Burberry Trails Peers in China as It Waits for New Designs
(Bloomberg) -- Burberry Group Plc is still waiting for new leadership to revive the brand, as it trails rival luxury-goods makers in the all-important Chinese market.
The shares fell as much as 5 percent early Wednesday in London as investors were disappointed by the British fashion brand’s latest quarterly sales in Asia, which MainFirst analyst John Guy called “actually pretty poor” in light of surging demand for luxury products in China.
Chief Executive Officer Marco Gobbetti, who built his reputation as a turnaround artist at luxury leader LVMH by revamping its Celine and Givenchy brands, tapped the latter label’s former designer, Riccardo Tisci, to refresh Burberry’s product offer and image. Tisci, who was known at Givenchy for selling luxury athleticwear alongside elaborate couture gowns, is slated to show his first collection for Burberry during September’s London Fashion Week.
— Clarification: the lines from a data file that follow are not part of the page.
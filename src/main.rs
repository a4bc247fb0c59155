//! cdcroute - offline replay of CDC journal events
//!
//! # Usage
//!
//! ```bash
//! # Check a configuration file
//! cdcroute validate --config sink.yaml
//!
//! # Replay events through the pipeline against an in-memory sink
//! cdcroute replay --config sink.yaml --events events.jsonl --batch-size 500
//! ```
//!
//! Committed and quarantined rows are printed to stdout as JSON lines; logs go
//! to stderr. `RUST_LOG` controls the log filter.
use std::fs::File;
use std::io::{self, BufReader, Write};
use std::path::{Path, PathBuf};

use anyhow::{Context, Result, bail};
use cdcroute::{MemoryWriteLayer, Pipeline, SinkConfig, read_events};
use clap::{Parser, Subcommand};
use serde_json::json;
use tracing::info;
use tracing_subscriber::EnvFilter;

#[derive(Parser)]
#[command(name = "cdcroute")]
#[command(version, about = "Classify and route CDC journal events into per-table batches")]
struct Cli {
    /// Emit logs as JSON
    #[arg(long, global = true)]
    json_logs: bool,

    #[command(subcommand)]
    command: Commands,
}

#[derive(Subcommand)]
enum Commands {
    /// Validate a configuration file
    Validate {
        /// Path to configuration file
        #[arg(short, long)]
        config: PathBuf,
    },
    /// Replay a JSON-lines event file through the pipeline
    Replay {
        /// Path to configuration file
        #[arg(short, long)]
        config: PathBuf,

        /// JSON-lines event file
        #[arg(short, long)]
        events: PathBuf,

        /// Events per unit of work
        #[arg(long, default_value_t = 500)]
        batch_size: usize,
    },
}

fn main() -> Result<()> {
    let cli = Cli::parse();
    init_tracing(cli.json_logs);

    match cli.command {
        Commands::Validate { config } => {
            let config = load_config(&config)?;
            info!(
                name = config.name.as_deref().unwrap_or("unnamed"),
                tolerance = %config.errors.tolerance,
                "config_valid"
            );
            Ok(())
        }
        Commands::Replay {
            config,
            events,
            batch_size,
        } => replay(&config, &events, batch_size),
    }
}

fn init_tracing(json: bool) {
    let filter = EnvFilter::try_from_default_env().unwrap_or_else(|_| "info".into());
    let builder = tracing_subscriber::fmt()
        .with_env_filter(filter)
        .with_target(false)
        .with_writer(io::stderr);
    if json {
        builder.json().init();
    } else {
        builder.init();
    }
}

fn load_config(path: &Path) -> Result<SinkConfig> {
    let mut config = SinkConfig::from_file(path)
        .with_context(|| format!("loading config {}", path.display()))?;
    config
        .apply_env_overrides()
        .context("applying environment overrides")?;
    Ok(config)
}

fn replay(config_path: &Path, events_path: &Path, batch_size: usize) -> Result<()> {
    if batch_size == 0 {
        bail!("--batch-size must be at least 1");
    }

    let config = load_config(config_path)?;
    let file = File::open(events_path)
        .with_context(|| format!("opening events {}", events_path.display()))?;
    let events = read_events(BufReader::new(file))?;

    let mut pipeline = Pipeline::from_config(&config, MemoryWriteLayer::new())?;
    let mut failure = None;
    for (index, batch) in events.chunks(batch_size).enumerate() {
        if let Err(err) = pipeline.process_batch(batch) {
            failure = Some((index, err));
            break;
        }
    }

    let sink = pipeline.into_writer();
    let stdout = io::stdout();
    let mut out = stdout.lock();
    for (table, records) in sink.committed_tables() {
        for record in records {
            writeln!(out, "{}", json!({ "table": table, "record": record }))?;
        }
    }
    for (table, rows) in sink.quarantine_tables() {
        for row in rows {
            writeln!(out, "{}", json!({ "quarantine": table, "row": row }))?;
        }
    }
    out.flush()?;

    match failure {
        Some((index, err)) => Err(err).with_context(|| format!("batch {index} failed")),
        None => Ok(()),
    }
}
Tisci succeeded Christopher Bailey, who’s preparing to leave the company after 17 years in which he modernized the trench-coat maker’s look but struggled to reconcile the brand’s high-end ambitions with its dependence on discount-prone department stores in the U.S. While Bailey pinned Burberry’s ambitions for ready-to-wear fashions on big “see now, buy now” fashion shows with all products available for immediate purchase, Tisci wants to supplement shows with more frequent capsule collections that emulate the approach of streetwear brands.
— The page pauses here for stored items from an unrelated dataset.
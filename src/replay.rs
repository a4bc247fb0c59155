//! JSON-lines event input for offline replay.
//!
//! One event per line:
//!
//! ```json
//! {"topic":"journal","partition":0,"offset":7,"key":{"ID":1},"value":{"ID":1,"STATUS":"NEW"},
//!  "headers":[{"name":"TableName","value":"ORDERS"},{"name":"A_ENTTYP","value":[80,84]}]}
//! ```
//!
//! A header value is a string, an array of bytes, or `null`.
use std::io::BufRead;

use classify::{Event, Header, Headers};
use serde::Deserialize;
use thiserror::Error;

#[derive(Debug, Error)]
pub enum ReplayError {
    #[error("failed to read events: {0}")]
    Io(#[from] std::io::Error),

    #[error("line {line}: {source}")]
    Parse {
        line: usize,
        #[source]
        source: serde_json::Error,
    },
}

/// Wire form of one replayed event.
#[derive(Debug, Clone, Deserialize)]
pub struct EventLine {
    pub topic: String,
    #[serde(default)]
    pub partition: i32,
    #[serde(default)]
    pub offset: i64,
    #[serde(default)]
    pub key: Option<serde_json::Value>,
    #[serde(default)]
    pub value: Option<serde_json::Value>,
    #[serde(default)]
    pub headers: Vec<Header>,
}

impl EventLine {
    pub fn into_event(self) -> Event {
        let mut event = Event::new(self.topic, self.partition, self.offset);
        event.key = self.key.map(Into::into);
        event.value = self.value.map(Into::into);
        event.headers = Headers::from(self.headers);
        event
    }
}

/// Reads every non-blank line of `reader` as an [`EventLine`].
pub fn read_events<R: BufRead>(reader: R) -> Result<Vec<Event>, ReplayError> {
    let mut events = Vec::new();
    for (index, line) in reader.lines().enumerate() {
        let line = line?;
        if line.trim().is_empty() {
            continue;
        }
        let parsed: EventLine =
            serde_json::from_str(&line).map_err(|source| ReplayError::Parse {
                line: index + 1,
                source,
            })?;
        events.push(parsed.into_event());
    }
    Ok(events)
}
//! Batch grouping.
//!
//! Classifies every event of a batch independently and partitions the
//! outcomes into per-table record sequences plus one corrupt sequence. Tables
//! appear in the order they are first seen; records keep batch order within
//! their table.
use std::collections::HashMap;
use std::panic::{self, AssertUnwindSafe};

use classify::{ClassificationOutcome, CorruptRecord, Event, RecordClassifier, RoutedRecord};
use tracing::error;

/// Reason prefix for an event whose classification panicked.
pub const PROCESSING_ERROR: &str = "processing error";

/// Routed records destined for one table.
#[derive(Debug, Clone, PartialEq)]
pub struct TableGroup {
    pub table: String,
    pub records: Vec<RoutedRecord>,
}

/// Outcome of grouping one batch.
#[derive(Debug, Clone, Default, PartialEq)]
pub struct GroupedBatch {
    groups: Vec<TableGroup>,
    index: HashMap<String, usize>,
    corrupt: Vec<CorruptRecord>,
    skipped: usize,
}

impl GroupedBatch {
    pub fn new() -> Self {
        Self::default()
    }

    /// Folds one outcome into the batch.
    pub fn push(&mut self, outcome: ClassificationOutcome) {
        match outcome {
            ClassificationOutcome::Routed(record) => {
                match self.index.get(&record.target_table) {
                    Some(&slot) => self.groups[slot].records.push(record),
                    None => {
                        self.index
                            .insert(record.target_table.clone(), self.groups.len());
                        self.groups.push(TableGroup {
                            table: record.target_table.clone(),
                            records: vec![record],
                        });
                    }
                }
            }
            ClassificationOutcome::Corrupt(record) => self.corrupt.push(record),
            ClassificationOutcome::Skipped => self.skipped += 1,
        }
    }

    /// Table groups in first-seen order.
    pub fn groups(&self) -> &[TableGroup] {
        &self.groups
    }

    pub fn group(&self, table: &str) -> Option<&TableGroup> {
        self.index.get(table).map(|&slot| &self.groups[slot])
    }

    pub fn corrupt(&self) -> &[CorruptRecord] {
        &self.corrupt
    }

    pub fn skipped(&self) -> usize {
        self.skipped
    }

    pub fn routed(&self) -> usize {
        self.groups.iter().map(|group| group.records.len()).sum()
    }
}

impl FromIterator<ClassificationOutcome> for GroupedBatch {
    fn from_iter<I: IntoIterator<Item = ClassificationOutcome>>(iter: I) -> Self {
        let mut batch = GroupedBatch::new();
        for outcome in iter {
            batch.push(outcome);
        }
        batch
    }
}

/// Runs a [`RecordClassifier`] over a batch.
#[derive(Debug, Clone)]
pub struct BatchGrouper {
    classifier: RecordClassifier,
}

impl BatchGrouper {
    pub fn new(classifier: RecordClassifier) -> Self {
        Self { classifier }
    }

    /// Classifies and groups `events`.
    ///
    /// A panic while classifying one event is contained: the event becomes a
    /// corrupt record with a `processing error` reason and the rest of the
    /// batch is unaffected.
    pub fn group(&self, events: &[Event]) -> GroupedBatch {
        self.group_with(events, |event| self.classifier.classify(event))
    }

    fn group_with<F>(&self, events: &[Event], classify: F) -> GroupedBatch
    where
        F: Fn(&Event) -> ClassificationOutcome,
    {
        events
            .iter()
            .map(|event| classify_contained(event, &classify))
            .collect()
    }
}

fn classify_contained<F>(event: &Event, classify: &F) -> ClassificationOutcome
where
    F: Fn(&Event) -> ClassificationOutcome,
{
    match panic::catch_unwind(AssertUnwindSafe(|| classify(event))) {
        Ok(outcome) => outcome,
        Err(payload) => {
            let message = panic_message(payload.as_ref());
            error!(
                topic = %event.topic,
                partition = event.partition,
                offset = event.offset,
                error = %message,
                "classification_panicked"
            );
            ClassificationOutcome::Corrupt(CorruptRecord::new(
                event.clone(),
                format!("{PROCESSING_ERROR}: {message}"),
            ))
        }
    }
}

fn panic_message(payload: &(dyn std::any::Any + Send)) -> String {
    if let Some(message) = payload.downcast_ref::<&str>() {
        message.to_string()
    } else if let Some(message) = payload.downcast_ref::<String>() {
        message.clone()
    } else {
        "unknown panic".to_string()
    }
}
“It’s a new way of communicating,” Chief Financial Officer Julie Brown said on a call with reporters. “We can expect to have more periodic product drops that would be more exciting, and sometimes unexpected by consumers.”
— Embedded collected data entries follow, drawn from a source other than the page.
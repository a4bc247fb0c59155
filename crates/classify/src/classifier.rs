//! Per-event classification.
//!
//! [`RecordClassifier::classify`] turns one [`Event`] into exactly one
//! [`ClassificationOutcome`]. Checks run in a fixed order and stop at the
//! first failure:
//!
//! 1. ownership ([`TableRouter::should_process`]) → `Skipped`
//! 2. required headers → `Corrupt`
//! 3. operation code mapping → `Corrupt`
//! 4. key/value presence for the operation → `Corrupt`
//! 5. event timestamp canonicalisation (fatal only under
//!    [`TimestampPolicy::Strict`])
//! 6. target table resolution and payload materialization → `Routed`
//!
//! Classification never returns an error; every failure is folded into a
//! [`CorruptRecord`] whose reason is the failure's display text.
use tracing::debug;

use crate::config::{ClassifyConfig, TimestampPolicy};
use crate::error::ClassifyError;
use crate::header::HeaderExtractor;
use crate::operation::{map_entry_type, normalize_code};
use crate::router::TableRouter;
use crate::schema::SchemaInferenceEngine;
use crate::temporal::canonical_timestamp;
use crate::types::{ClassificationOutcome, CorruptRecord, Event, OperationKind, RoutedRecord};

/// Classifies events against one immutable [`ClassifyConfig`].
///
/// Holds no mutable state; a single instance can classify any number of
/// batches.
#[derive(Debug, Clone)]
pub struct RecordClassifier {
    headers: HeaderExtractor,
    router: TableRouter,
    schema: SchemaInferenceEngine,
    timestamp_policy: TimestampPolicy,
}

impl RecordClassifier {
    pub fn new(config: &ClassifyConfig) -> Self {
        Self {
            headers: HeaderExtractor::from_config(config),
            router: TableRouter::from_config(config),
            schema: SchemaInferenceEngine::from_config(config),
            timestamp_policy: config.event_timestamp_policy,
        }
    }

    /// Classifies one event.
    ///
    /// ```rust
    /// use classify::{ClassifyConfig, Event, OperationKind, RecordClassifier};
    /// use serde_json::json;
    ///
    /// let classifier = RecordClassifier::new(&ClassifyConfig::default());
    /// let event = Event::new("cdc.orders", 0, 42)
    ///     .with_header("TableName", "ORDERS")
    ///     .with_header("A_ENTTYP", "DL")
    ///     .with_key(json!({"ID": 1}));
    ///
    /// match classifier.classify(&event) {
    ///     classify::ClassificationOutcome::Routed(record) => {
    ///         assert_eq!(record.target_table, "ORDERS");
    ///         assert_eq!(record.operation, OperationKind::Delete);
    ///         assert!(record.value.is_none());
    ///     }
    ///     other => panic!("unexpected outcome {other:?}"),
    /// }
    /// ```
    pub fn classify(&self, event: &Event) -> ClassificationOutcome {
        if !self.router.should_process(event) {
            debug!(
                topic = %event.topic,
                partition = event.partition,
                offset = event.offset,
                "event_skipped"
            );
            return ClassificationOutcome::Skipped;
        }

        match self.route(event) {
            Ok(record) => {
                debug!(
                    table = %record.target_table,
                    operation = %record.operation,
                    topic = %record.topic,
                    partition = record.partition,
                    offset = record.offset,
                    "event_routed"
                );
                ClassificationOutcome::Routed(record)
            }
            Err(err) => {
                debug!(
                    topic = %event.topic,
                    partition = event.partition,
                    offset = event.offset,
                    reason = %err,
                    "event_corrupt"
                );
                ClassificationOutcome::Corrupt(self.corrupt(event, err))
            }
        }
    }

    fn route(&self, event: &Event) -> Result<RoutedRecord, ClassifyError> {
        self.headers.validate_required_headers(event)?;

        let code = normalize_code(
            &self
                .headers
                .extract_operation_code(event)
                .unwrap_or_default(),
        );
        let operation =
            map_entry_type(&code).ok_or_else(|| ClassifyError::UnknownOperationCode {
                header: self.headers.operation_header().to_string(),
                code: code.clone(),
            })?;

        match operation {
            OperationKind::Delete if !event.has_key() => {
                return Err(ClassifyError::MissingKeyForDelete { code });
            }
            OperationKind::Insert | OperationKind::Update | OperationKind::Upsert
                if !event.has_value() =>
            {
                return Err(ClassifyError::MissingValueForWrite { operation, code });
            }
            _ => {}
        }

        let event_timestamp = self.event_timestamp(event)?;

        let table_name = self.headers.extract_table_name(event);
        let target_table = self
            .router
            .resolve_target_table(table_name.as_deref().map(str::trim), Some(&event.topic));

        let key = match &event.key {
            Some(key) if !key.is_null() => {
                Some(self.schema.materialize(key, event.key_schema.as_ref())?)
            }
            _ => None,
        };
        let value = match &event.value {
            Some(value) if !operation.is_delete() => Some(
                self.schema
                    .materialize(value, event.value_schema.as_ref())?,
            ),
            _ => None,
        };

        Ok(RoutedRecord {
            target_table,
            operation,
            operation_code: code,
            key,
            value,
            event_timestamp,
            topic: event.topic.clone(),
            partition: event.partition,
            offset: event.offset,
        })
    }

    fn event_timestamp(&self, event: &Event) -> Result<Option<String>, ClassifyError> {
        let Some(raw) = self.headers.extract_timestamp(event) else {
            return Ok(None);
        };
        match canonical_timestamp(&raw) {
            Ok(canonical) => Ok(canonical),
            Err(err) => match self.timestamp_policy {
                TimestampPolicy::Strict => Err(err),
                TimestampPolicy::BestEffort => {
                    debug!(
                        topic = %event.topic,
                        partition = event.partition,
                        offset = event.offset,
                        raw = %raw,
                        "event_timestamp_unparsed"
                    );
                    Ok(Some(raw))
                }
            },
        }
    }

    fn corrupt(&self, event: &Event, err: ClassifyError) -> CorruptRecord {
        let mut record = CorruptRecord::new(event.clone(), err.to_string());
        record.table_name = self.headers.extract_table_name(event);
        record.operation_code = self.headers.extract_operation_code(event);
        record
    }
}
Comparable sales in Asia rose at a mid-single-digit rate in the quarter ended June 30, Burberry said. Overall, the measure rose 3 percent, matching the average estimate of 20 analysts surveyed by the company.
Weaker sales to tourists dragged down Burberry’s performance in the U.K. and continental Europe during the quarter, while retail performance in the Americas grew by high single digits as the brand drew customers into its own stores by reducing its presence at other retailers.
Burberry’s revenue rose just 2 percent last year, compared with 13 percent growth at LVMH’s fashion division and a more than 25 percent jump for Gucci owner Kering SA.
During the quarter, Burberry announced the acquisition of a handbag factory in Italy as part of Gobbetti’s plans to expand its accessories business. Gobbetti is counting on growth in leather goods, which currently make up 40 percent of sales, to make up for the midpriced polo shirts and logo tees Burberry had previously sold -- often at steep discounts -- in department stores across America. Many of those outlets have been cut as part of a plan to move the Burberry brand upmarket in line with the $2,000 price tag on its iconic trench coats.
Tisci styled his first ad campaign for the brand this spring, announced a collaboration with the British designer Vivienne Westwood, and dressed Beyonce in a Burberry-checked bustier and leggings for a music video shot in Paris’s Louvre.